| What this task involves |
Could each entry be returned exactly as it appears?

[Dataset entries]
- - - - -

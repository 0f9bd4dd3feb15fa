//! A cooperative, single-threaded actor scheduler over bounded FIFO
//! channels, plus enumerative state-space extraction that turns a
//! [`World`]'s reachable configurations into a [`kripke_graph::Graph`] for
//! CTL model checking.
//!
//! There is no real parallelism: concurrency is modeled purely by
//! interleaving one enabled step at a time, deterministically reproducible
//! given a seed. See [`world::World`] for the shared mutable state and
//! [`scheduler::run`] for the step-budgeted driver.

mod actor;
mod channel;
mod extract;
mod message;
mod scheduler;
mod world;

pub use actor::{Actor, BlockedOn, ChannelOp, Step};
pub use channel::Channel;
pub use extract::enumerate;
pub use message::{Address, Event, Message};
pub use scheduler::{run, RunOutcome};
pub use world::World;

- - - - -

| Response |
repository 0f9bd4dd3feb15fa
//! A cooperative, single-threaded actor scheduler over bounded FIFO
//! channels, plus enumerative state-space extraction that turns a
//! [`World`]'s reachable configurations into a [`kripke_graph::Graph`] for
//! CTL model checking.
//!
//! There is no real parallelism: concurrency is modeled purely by
//! interleaving one enabled step at a time, deterministically reproducible
//! given a seed. See [`world::World`] for the shared mutable state and
//! [`scheduler::run`] for the step-budgeted driver.

mod actor;
mod channel;
mod extract;
mod message;
mod scheduler;
mod world;

pub use actor::{Actor, BlockedOn, ChannelOp, Step};
pub use channel::Channel;
pub use extract::enumerate;
pub use message::{Address, Event, Message};
pub use scheduler::{run, RunOutcome};
pub use world::World;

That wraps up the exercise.